MaestroSimulator

class MaestroSimulator(shots=5000, config=None, track_depth=False)[source]

Bases: CircuitRunner

A CircuitRunner backend powered by qoro-maestro, Qoro’s C++ quantum simulator.

Supports multiple simulation methods (Statevector, MPS, Stabilizer, TensorNetwork, PauliPropagator), intelligent auto-routing, GPU acceleration, and native observable estimation.

All maestro-level configuration — including noise — is carried in a MaestroConfig object rather than as loose keyword arguments, matching the ExecutionConfig / QoroService pattern. Pass a maestro.NoiseModel via MaestroConfig.noise_model (and tune MaestroConfig.noise_seed and MaestroConfig.noise_realizations) to route execution through Maestro’s noisy entry points.

Note

Maestro’s C++ extension must be loaded before other C++ libraries (Qiskit, PennyLane) to avoid initialization order conflicts. This is handled automatically by divi/__init__.py.

Parameters:

  • shots (int) – Number of measurement shots. Defaults to 5000.

  • config (MaestroConfig | None) – MaestroConfig controlling simulator backend, simulation method, bond dimension, noise model, and related knobs. Defaults to MaestroConfig().

  • track_depth (bool) – Record circuit depth per submission.

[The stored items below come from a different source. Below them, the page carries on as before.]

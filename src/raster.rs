//! Triangle and line steppers
//!
//! Both walk integer pixel positions with a Bresenham style error term
//! instead of dividing per row.  Triangles sample pixel centers: vertices
//! are moved by (-0.5, +0.5), a pixel is inside when its row lies in
//! `ceil(y1) .. ceil(y3)` and its column in `ceil(left) ..= floor(right)`
//! of the moved edges.  Row `y` of the walk is pixel row `y - 1`.

use crate::clip::Rectangle;
use crate::lock::LockedRegion;
use crate::shader::{LineShader, Shader};
use crate::vertex::Vertex;

/// Bias that keeps the right edge from claiming a pixel it only touches
const RIGHT_BIAS: f32 = 0.000_001;

/// One edge of the current segment
///
/// Between rows the error of the left edge stays in `(-y_delta, 0]` and
/// that of the right edge in `(0, y_delta]`
#[derive(Debug,Copy,Clone)]
struct Edge {
    x: i32,
    error: f32,
    p: (f32, f32),
    x_delta: f32,
    y_delta: f32,
    step: i32,
    d_er: f32,
}

impl Edge {
    /// Edge through `p` with slope `x_delta / y_delta`, at column `x` of
    /// row `y`
    fn new(x: i32, y: i32, p: (f32, f32), x_delta: f32, y_delta: f32) -> Self {
        let error = (y as f32 - p.1) * x_delta - (x as f32 - p.0) * y_delta;
        let step = (x_delta / y_delta).ceil() as i32;
        Self { x, error, p, x_delta, y_delta, step, d_er: -(step as f32) * y_delta }
    }
    /// Start the edge over at row `y`, near the column it crosses there
    fn move_to(&mut self, y: i32) {
        let x = self.p.0 + (y as f32 - self.p.1) * self.x_delta / self.y_delta;
        *self = Edge::new(x.floor() as i32, y, self.p, self.x_delta, self.y_delta);
    }
    fn jump(&mut self, n: i32) {
        self.x = self.x.saturating_add(n);
        self.error -= n as f32 * self.y_delta;
    }
    /// Move to the next row with the larger step
    fn advance(&mut self) {
        self.error += self.d_er;
        self.x = self.x.saturating_add(self.step);
    }
    fn end_row(&mut self) {
        self.error += self.x_delta;
    }
}

/// Walk rows `cur_y .. end` between `left` and `right`
///
/// Rows above the window of `dst` are jumped over and rows below it are
/// never reached, so the walk is bounded by the window height
fn segment<S: Shader + ?Sized>(shader: &mut S, dst: &mut LockedRegion<&mut [u8]>,
                               left: &mut Edge, right: &mut Edge, cur_y: &mut i32, end: i32) {
    // Only rows of the window are walked
    let window = dst.window();
    let end = end.min(window.y2.saturating_add(1));
    if *cur_y >= end {
        return;
    }
    let top = window.y1.saturating_add(1);
    if *cur_y < top {
        let y = top.min(end);
        left.move_to(y);
        right.move_to(y);
        *cur_y = y;
        if *cur_y >= end {
            return;
        }
    }

    let left_first = (left.error / left.y_delta).ceil() as i32;
    let right_first = (right.error / right.y_delta - RIGHT_BIAS).floor() as i32;
    left.jump(left_first);
    right.jump(right_first);

    shader.first(left.x, *cur_y, left.step, left.step.saturating_sub(1));
    if right.x >= left.x {
        shader.draw(dst, left.x, *cur_y - 1, right.x);
    }
    *cur_y += 1;
    left.end_row();
    right.end_row();

    while *cur_y < end {
        left.advance();
        // Past the edge: back up one pixel, the smaller of the two steps
        if left.error + left.y_delta <= 0.0 {
            left.error += left.y_delta;
            left.x = left.x.saturating_sub(1);
            shader.step(false);
        } else {
            shader.step(true);
        }
        right.advance();
        if right.error <= 0.0 {
            right.error += right.y_delta;
            right.x = right.x.saturating_sub(1);
        }
        if right.x >= left.x {
            shader.draw(dst, left.x, *cur_y - 1, right.x);
        }
        *cur_y += 1;
        left.end_row();
        right.end_row();
    }
}

/// Fill the triangle v1, v2, v3 into `dst`
///
/// Vertices may be in any order.  The shader is initialized with them as
/// given, then drawn one span per row.  A triangle whose vertices all
/// round to the same row draws nothing.
///
///     use softraster::{Bitmap,BlendMode,LockFlags,LockFormat,Rgba32};
///     use softraster::{TriangleShader,Vertex,triangle_stepper};
///
///     let mut bmp = Bitmap::new(8, 8);
///     let v1 = Vertex::new(0.0, 0.0, Rgba32::white());
///     let v2 = Vertex::new(8.0, 0.0, Rgba32::white());
///     let v3 = Vertex::new(8.0, 8.0, Rgba32::white());
///     let mut shader = TriangleShader::select(None, &BlendMode::copy(), &v1, &v2, &v3);
///     {
///         let mut dst = bmp.lock(LockFormat::Any, LockFlags::empty()).unwrap();
///         triangle_stepper(&mut shader, &mut dst, &v1, &v2, &v3);
///     }
///     bmp.unlock();
///     assert_eq!(bmp.pixel(7, 0), Rgba32::white());
///     assert_eq!(bmp.pixel(0, 7), Rgba32::transparent());
///
pub fn triangle_stepper<S: Shader + ?Sized>(shader: &mut S, dst: &mut LockedRegion<&mut [u8]>,
                                            v1: &Vertex, v2: &Vertex, v3: &Vertex) {
    let mut p = [(v1.x - 0.5, v1.y + 0.5), (v2.x - 0.5, v2.y + 0.5), (v3.x - 0.5, v3.y + 0.5)];
    if p[1].1 < p[0].1 {
        p.swap(0, 1);
    }
    if p[2].1 < p[0].1 {
        p.swap(0, 2);
    }
    if p[2].1 < p[1].1 {
        p.swap(1, 2);
    }
    let [top, mid, bot] = p;

    let mut cur_y = top.1.ceil() as i32;
    let mid_y = mid.1.ceil() as i32;
    let end_y = bot.1.ceil() as i32;
    if cur_y == end_y {
        return;
    }

    let major = (bot.0 - top.0, bot.1 - top.1);
    let minor = (mid.0 - top.0, mid.1 - top.1);
    let major_on_left = major.0 * minor.1 - major.1 * minor.0 < 0.0;

    shader.init(v1, v2, v3);

    let mut left_x = top.0.ceil() as i32;

    if cur_y != mid_y {
        let right_x = top.0.floor() as i32;
        let (l, r) = if major_on_left { (major, minor) } else { (minor, major) };
        let mut left = Edge::new(left_x, cur_y, top, l.0, l.1);
        let mut right = Edge::new(right_x, cur_y, top, r.0, r.1);
        segment(shader, dst, &mut left, &mut right, &mut cur_y, mid_y);
        left_x = left.x;
    }

    if cur_y < end_y && cur_y <= dst.window().y2 {
        let lower = (bot.0 - mid.0, bot.1 - mid.1);
        let (mut left, mut right) = if major_on_left {
            let right_x = mid.0.ceil() as i32;
            (Edge::new(left_x, cur_y, top, major.0, major.1),
             Edge::new(right_x, cur_y, mid, lower.0, lower.1))
        } else {
            let right_x = mid.0.floor() as i32;
            (Edge::new(left_x, cur_y, mid, lower.0, lower.1),
             Edge::new(right_x, cur_y, top, major.0, major.1))
        };
        segment(shader, dst, &mut left, &mut right, &mut cur_y, end_y);
    }
}

/// Pixels kept beyond the window when a line is cut short
const LINE_MARGIN: i32 = 2;

/// Cut the line a to b along axis `major` to the window, plus a margin
///
/// Moved end points lie on the line at whole pixel positions of the
/// major axis, so the walk visits the same pixels inside the window.
/// Returns None if the line misses the window.
fn clip_major(a: (f32, f32), b: (f32, f32), major: usize, window: &Rectangle<i32>)
              -> Option<((f32, f32), (f32, f32))> {
    let (lo, hi) = if major == 0 { (window.x1, window.x2) } else { (window.y1, window.y2) };
    let lo = lo.saturating_sub(LINE_MARGIN);
    let hi = hi.saturating_sub(1).saturating_add(LINE_MARGIN);
    let m = |p: (f32, f32)| if major == 0 { p.0 } else { p.1 };
    let n = |p: (f32, f32)| if major == 0 { p.1 } else { p.0 };
    let pa = (m(a) + 0.5).floor() as i32;
    let pb = (m(b) + 0.5).floor() as i32;
    if pa.max(pb) < lo || pa.min(pb) > hi {
        return None;
    }
    let slope = (n(b) - n(a)) / (m(b) - m(a));
    let cut = |p: (f32, f32), pix: i32| {
        if pix >= lo && pix <= hi {
            return p;
        }
        let mv = pix.max(lo).min(hi) as f32;
        let nv = n(a) + (mv - m(a)) * slope;
        if major == 0 { (mv, nv) } else { (nv, mv) }
    };
    Some((cut(a, pa), cut(b, pb)))
}

/// Major and minor axis walk of a line
struct LineWalk {
    /// x, y
    pos: [i32; 2],
    err: f32,
    /// Axis advanced for every pixel
    major: usize,
    d_major: i32,
    d_minor: i32,
    derr_major: f32,
    derr_minor: f32,
    end: i32,
}

impl LineWalk {
    fn remaining(&self) -> i64 {
        (i64::from(self.end) - i64::from(self.pos[self.major])) * i64::from(self.d_major)
    }
    /// Take the minor step when due; returns true when it was not
    fn pre<F: Fn(f32) -> bool>(&mut self, due: &F) -> bool {
        if due(self.err) {
            let n = 1 - self.major;
            self.pos[n] = self.pos[n].saturating_add(self.d_minor);
            self.err += self.derr_minor;
            false
        } else {
            true
        }
    }
    fn post(&mut self) {
        let m = self.major;
        self.pos[m] = self.pos[m].saturating_add(self.d_major);
        self.err += self.derr_major;
    }
}

fn walk_line<S, F>(shader: &mut S, dst: &mut LockedRegion<&mut [u8]>, w: &mut LineWalk, due: F,
                   a: &Vertex, b: &Vertex)
    where S: LineShader + ?Sized, F: Fn(f32) -> bool
{
    let (x1, y1, x2, y2) = (a.x, a.y, b.x, b.y);
    let mut started = false;
    if w.remaining() > 0 {
        w.pre(&due);
        let [x, y] = w.pos;
        shader.first_on_line(x, y, a, b);
        if (x2 - x1) * (x as f32 - x1) + (y2 - y1) * (y as f32 - y1) >= 0.0 {
            shader.draw(dst, x, y, x);
        }
        w.post();
        started = true;
    }
    while w.remaining() > 0 {
        let minor = w.pre(&due);
        shader.step(minor);
        let [x, y] = w.pos;
        shader.draw(dst, x, y, x);
        w.post();
    }
    if w.remaining() >= 0 {
        let minor = w.pre(&due);
        let [x, y] = w.pos;
        if started {
            shader.step(minor);
        } else {
            shader.first_on_line(x, y, a, b);
        }
        if (x1 - x2) * (x as f32 - x2) + (y1 - y2) * (y as f32 - y2) > 0.0 {
            shader.draw(dst, x, y, x);
        }
        w.post();
    }
}

/// Draw the line v1 to v2 into `dst`
///
/// One pixel per step along the longer axis.  The end points are
/// included only when the line actually reaches into their pixels, so
/// joined segments do not overlap.
///
///     use softraster::{Bitmap,BlendMode,LockFlags,LockFormat,Rgba32};
///     use softraster::{TriangleShader,Vertex,line_stepper};
///
///     let mut bmp = Bitmap::new(8, 8);
///     let v1 = Vertex::new(0.5, 2.5, Rgba32::white());
///     let v2 = Vertex::new(6.5, 2.5, Rgba32::white());
///     let mut shader = TriangleShader::select(None, &BlendMode::copy(), &v1, &v2, &v2);
///     {
///         let mut dst = bmp.lock(LockFormat::Any, LockFlags::empty()).unwrap();
///         line_stepper(&mut shader, &mut dst, &v1, &v2);
///     }
///     bmp.unlock();
///     assert_eq!(bmp.pixel(0, 2), Rgba32::white());
///     assert_eq!(bmp.pixel(5, 2), Rgba32::white());
///     assert_eq!(bmp.pixel(6, 2), Rgba32::transparent());
///
pub fn line_stepper<S: LineShader + ?Sized>(shader: &mut S, dst: &mut LockedRegion<&mut [u8]>,
                                            v1: &Vertex, v2: &Vertex) {
    let (mut a, mut b) = if v2.y < v1.y { (*v2, *v1) } else { (*v1, *v2) };
    a.x -= 0.5001;
    a.y -= 0.5001;
    b.x -= 0.5001;
    b.y -= 0.5001;

    let dx = b.x - a.x;
    let dy = b.y - a.y;
    let major = if (dx > 0.0 && dx > dy) || -dx > dy { 0 } else { 1 };
    let ((x1, y1), (x2, y2)) = match clip_major((a.x, a.y), (b.x, b.y), major, &dst.window()) {
        Some(ends) => ends,
        None => return,
    };
    let end_x = (x2 + 0.5).floor() as i32;
    let end_y = (y2 + 0.5).floor() as i32;

    if dx > 0.0 {
        if dx > dy {
            let x = (x1 + 0.5).floor() as i32;
            let y = y1.floor() as i32;
            let err = (y1 - y as f32) * dx - (x1 - x as f32) * dy;
            let mut w = LineWalk { pos: [x, y], err, major: 0, d_major: 1, d_minor: 1,
                                   derr_major: dy, derr_minor: -dx, end: end_x };
            walk_line(shader, dst, &mut w, |e| e > 0.5 * dx, &a, &b);
        } else {
            let x = x1.floor() as i32;
            let y = (y1 + 0.5).floor() as i32;
            let err = (x1 - x as f32) * dy - (y1 - y as f32) * dx;
            let mut w = LineWalk { pos: [x, y], err, major: 1, d_major: 1, d_minor: 1,
                                   derr_major: dx, derr_minor: -dy, end: end_y };
            walk_line(shader, dst, &mut w, |e| e > 0.5 * dy, &a, &b);
        }
    } else if -dx > dy {
        let x = (x1 + 0.5).floor() as i32;
        let y = y1.floor() as i32;
        let err = (y1 - y as f32) * dx - (x1 - x as f32) * dy;
        let mut w = LineWalk { pos: [x, y], err, major: 0, d_major: -1, d_minor: 1,
                               derr_major: -dy, derr_minor: -dx, end: end_x };
        walk_line(shader, dst, &mut w, |e| e <= 0.5 * dx, &a, &b);
    } else {
        let mut x = x1.floor() as i32;
        let y = (y1 + 0.5).floor() as i32;
        let mut err = (x1 - x as f32) * dy - (y1 - y as f32) * dx;
        // Only correction against the direction of travel
        if err > 0.5 * dy {
            x = x.saturating_add(1);
            err -= dy;
        }
        let mut w = LineWalk { pos: [x, y], err, major: 1, d_major: 1, d_minor: -1,
                               derr_major: dx, derr_minor: dy, end: end_y };
        walk_line(shader, dst, &mut w, |e| e <= -0.5 * dy, &a, &b);
    }
}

Defaults to False.

Attributes Summary

is_async

Maestro executes circuits synchronously.

supports_expval

Maestro supports native observable estimation.

Methods Summary

close()

Shut down the per-instance executor.

set_seed(seed)

No-op — maestro does not yet expose seeding from C++.

submit_circuits(circuits, *[, ham_ops, ...])

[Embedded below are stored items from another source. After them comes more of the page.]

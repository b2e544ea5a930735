//! Single pixel access
//!
//! Coordinates are in the surface's own space; sub-bitmaps are translated
//! into their parent.  Reads and writes that cannot be performed are
//! silently dropped.

use log::debug;

use crate::bitmap::{Surface, SurfaceMut};
use crate::blend::BlendMode;
use crate::clip::Rectangle;
use crate::color::Rgba32;
use crate::lock::{LockFlags, LockFormat};

/// Read pixel (x,y)
///
/// Returns zero (transparent black) outside of the surface or outside of
/// an active lock.  While locked the pixel is read through the lock,
/// converted format included.
///
///     use softraster::{Bitmap,Rgba32,get_pixel,put_pixel};
///
///     let mut bmp = Bitmap::new(2, 2);
///     put_pixel(&mut bmp, 1, 0, Rgba32::white());
///     assert_eq!(get_pixel(&bmp, 1, 0), Rgba32::white());
///     assert_eq!(get_pixel(&bmp, 2, 0), Rgba32::transparent());
///
pub fn get_pixel<S: Surface + ?Sized>(bitmap: &S, x: i32, y: i32) -> Rgba32 {
    if !Rectangle::with_size(0, 0, bitmap.width(), bitmap.height()).contains(x, y) {
        return Rgba32::transparent();
    }
    let (root, xofs, yofs) = bitmap.root();
    let (x, y) = (x + xofs, y + yofs);
    if root.is_locked() {
        if root.is_locked_blocked() {
            return Rgba32::transparent();
        }
        return root.locked_region()
            .and_then(|r| r.get(x, y))
            .unwrap_or_else(Rgba32::transparent);
    }
    root.pixel(x, y)
}

/// Write `color` to pixel (x,y)
///
/// Pixels outside of the clipping rectangle are ignored.  An active lock
/// is written through; otherwise the pixel is locked on its own.
pub fn put_pixel<S: SurfaceMut + ?Sized>(bitmap: &mut S, x: i32, y: i32, color: Rgba32) {
    if !bitmap.clip().contains(x, y) {
        return;
    }
    let (root, xofs, yofs) = bitmap.root_mut();
    let (x, y) = (x + xofs, y + yofs);
    if root.is_locked() {
        if root.is_locked_blocked() {
            return;
        }
        if let Some(mut r) = root.locked_region_mut() {
            r.put(x, y, color);
        }
        return;
    }
    let res = root.lock_region(x, y, 1, 1, LockFormat::Any, LockFlags::WRITE_ONLY)
        .map(|mut r| { r.put(x, y, color); });
    match res {
        Ok(()) => root.unlock(),
        Err(e) => debug!("put_pixel({},{}) skipped: {}", x, y, e),
    }
}

/// Blend `color` onto pixel (x,y) using `blend`
///
/// The destination is read back from the surface
///
///     use softraster::{Bitmap,BlendMode,Rgba32,get_pixel,put_blended_pixel};
///
///     let mut bmp = Bitmap::new(1, 1);
///     bmp.clear(Rgba32::new(0.0, 0.0, 1.0, 1.0));
///     let red = Rgba32::new(1.0, 0.0, 0.0, 0.5);
///     put_blended_pixel(&mut bmp, &BlendMode::alpha(), 0, 0, red);
///     let c = get_pixel(&bmp, 0, 0);
///     assert!((c.r - 0.5).abs() < 0.01 && (c.b - 0.5).abs() < 0.01);
///
pub fn put_blended_pixel<S: SurfaceMut + ?Sized>(bitmap: &mut S, blend: &BlendMode,
                                                 x: i32, y: i32, color: Rgba32) {
    if !bitmap.clip().contains(x, y) {
        return;
    }
    let dst = get_pixel(&*bitmap, x, y);
    put_pixel(bitmap, x, y, blend.blend(color, dst));
}

#[cfg(test)]
mod tests {
    use super::*;
    use crate::bitmap::{Bitmap, BitmapFlags};
    use crate::pixfmt::PixelFormat;

    #[test]
    fn put_outside_clip_is_ignored() {
        let mut bmp = Bitmap::new(4, 4);
        bmp.set_clip(1, 1, 2, 2);
        put_pixel(&mut bmp, 0, 0, Rgba32::white());
        put_pixel(&mut bmp, 3, 3, Rgba32::white());
        put_pixel(&mut bmp, -1, 2, Rgba32::white());
        put_pixel(&mut bmp, 2, 2, Rgba32::white());
        assert_eq!(bmp.pixel(0, 0), Rgba32::transparent());
        assert_eq!(bmp.pixel(3, 3), Rgba32::transparent());
        assert_eq!(bmp.pixel(2, 2), Rgba32::white());
        assert!(!bmp.is_locked());
    }
    #[test]
    fn reads_outside_return_zero() {
        let mut bmp = Bitmap::new(4, 4);
        bmp.clear(Rgba32::white());
        assert_eq!(get_pixel(&bmp, -1, 0), Rgba32::transparent());
        assert_eq!(get_pixel(&bmp, 0, 4), Rgba32::transparent());
        assert_eq!(get_pixel(&bmp, 3, 3), Rgba32::white());
    }
    #[test]
    fn locked_access_goes_through_lock() {
        let mut bmp = Bitmap::new(4, 4);
        bmp.clear(Rgba32::white());
        let fmt = LockFormat::Exact(PixelFormat::Rgb565);
        bmp.lock_region(0, 0, 2, 2, fmt, LockFlags::empty()).unwrap();
        assert_eq!(get_pixel(&bmp, 1, 1), Rgba32::white());
        assert_eq!(get_pixel(&bmp, 3, 3), Rgba32::transparent());
        put_pixel(&mut bmp, 1, 1, Rgba32::black());
        put_pixel(&mut bmp, 3, 3, Rgba32::black());
        assert_eq!(get_pixel(&bmp, 1, 1), Rgba32::black());
        assert_eq!(bmp.pixel(1, 1), Rgba32::white());
        bmp.unlock();
        assert_eq!(bmp.pixel(1, 1), Rgba32::black());
        assert_eq!(bmp.pixel(3, 3), Rgba32::white());
    }
    #[test]
    fn sub_bitmap_reads_parent() {
        let mut bmp = Bitmap::new(4, 4);
        put_pixel(&mut bmp, 3, 2, Rgba32::white());
        let sub = crate::bitmap::SubBitmap::new(&bmp, 2, 2, 2, 2);
        assert_eq!(get_pixel(&sub, 1, 0), Rgba32::white());
        assert_eq!(get_pixel(&sub, 2, 0), Rgba32::transparent());
    }
    #[test]
    fn video_only_is_not_touched() {
        let mut bmp = Bitmap::with_format(4, 4, PixelFormat::Dxt1, BitmapFlags::VIDEO_BITMAP);
        put_pixel(&mut bmp, 1, 1, Rgba32::white());
        assert_eq!(get_pixel(&bmp, 1, 1), Rgba32::transparent());
        assert!(bmp.buffer().data.iter().all(|&v| v == 0));
    }
    #[test]
    fn blended_reads_destination() {
        let mut bmp = Bitmap::new(1, 1);
        let add = BlendMode::new(crate::blend::BlendOp::Add, crate::blend::BlendFactor::One,
                                 crate::blend::BlendFactor::One);
        let c = Rgba32::new(0.2, 0.0, 0.0, 0.2);
        put_blended_pixel(&mut bmp, &add, 0, 0, c);
        put_blended_pixel(&mut bmp, &add, 0, 0, c);
        let out = get_pixel(&bmp, 0, 0);
        assert_eq!(crate::color::Rgba8::from(out), crate::color::Rgba8::new(102, 0, 0, 102));
    }
}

Submit quantum circuits for execution on the maestro simulator.

Attributes Documentation

is_async

Maestro executes circuits synchronously.

supports_expval

Maestro supports native observable estimation.

Methods Documentation

close()[source]

Shut down the per-instance executor.

Safe to call multiple times. Called automatically when the instance is garbage-collected via weakref.finalize, but callers that want deterministic cleanup (e.g. inside long-running services) can invoke this explicitly.

shutdown(wait=True) runs outside _executor_lock — a concurrent submit_circuits on another thread can grab the lock and lazily re-create a fresh pool while the old one drains, instead of serializing behind a slow shutdown. Subsequent submits therefore observe close() as “release current pool; new pool created on demand”.

Return type:

None

set_seed(seed)[source]

No-op — maestro does not yet expose seeding from C++.

Return type:

None

submit_circuits(circuits, *, ham_ops=None, circuit_ham_map=None, shot_groups=None, cancellation_event=None, **kwargs)[source]

Submit quantum circuits for execution on the maestro simulator.

Parameters:

  • circuits (Mapping[str, str]) – Dictionary mapping circuit labels to OpenQASM string representations.

  • ham_ops (str | None) – Semicolon-separated Pauli string for expectation value estimation, e.g. "ZI;IZ;XX". If None, runs in sampling mode.

  • circuit_ham_map (list[list[int]] | None) – Maps circuit index ranges to observable groups for heterogeneous batches. Each inner list contains circuit indices belonging to that observable group.

  • shot_groups (list[list[int]] | None) – Per-circuit shot allocation as [start, end, shots] triples covering the iteration order of circuits. Sampling mode only — ignored when ham_ops is provided because maestro’s simple_estimate computes expectation values analytically.

  • cancellation_event (Event | None) – When set, aborts further dispatch and raises ExecutionCancelledError. Workers already in maestro’s native call are not interrupted.

  • **kwargs – Ignored — accepted so callers using the generic CircuitRunner interface can forward unrelated options without breaking.

Return type:

ExecutionResult

Returns:

ExecutionResult containing either counts (sampling) or expectation values.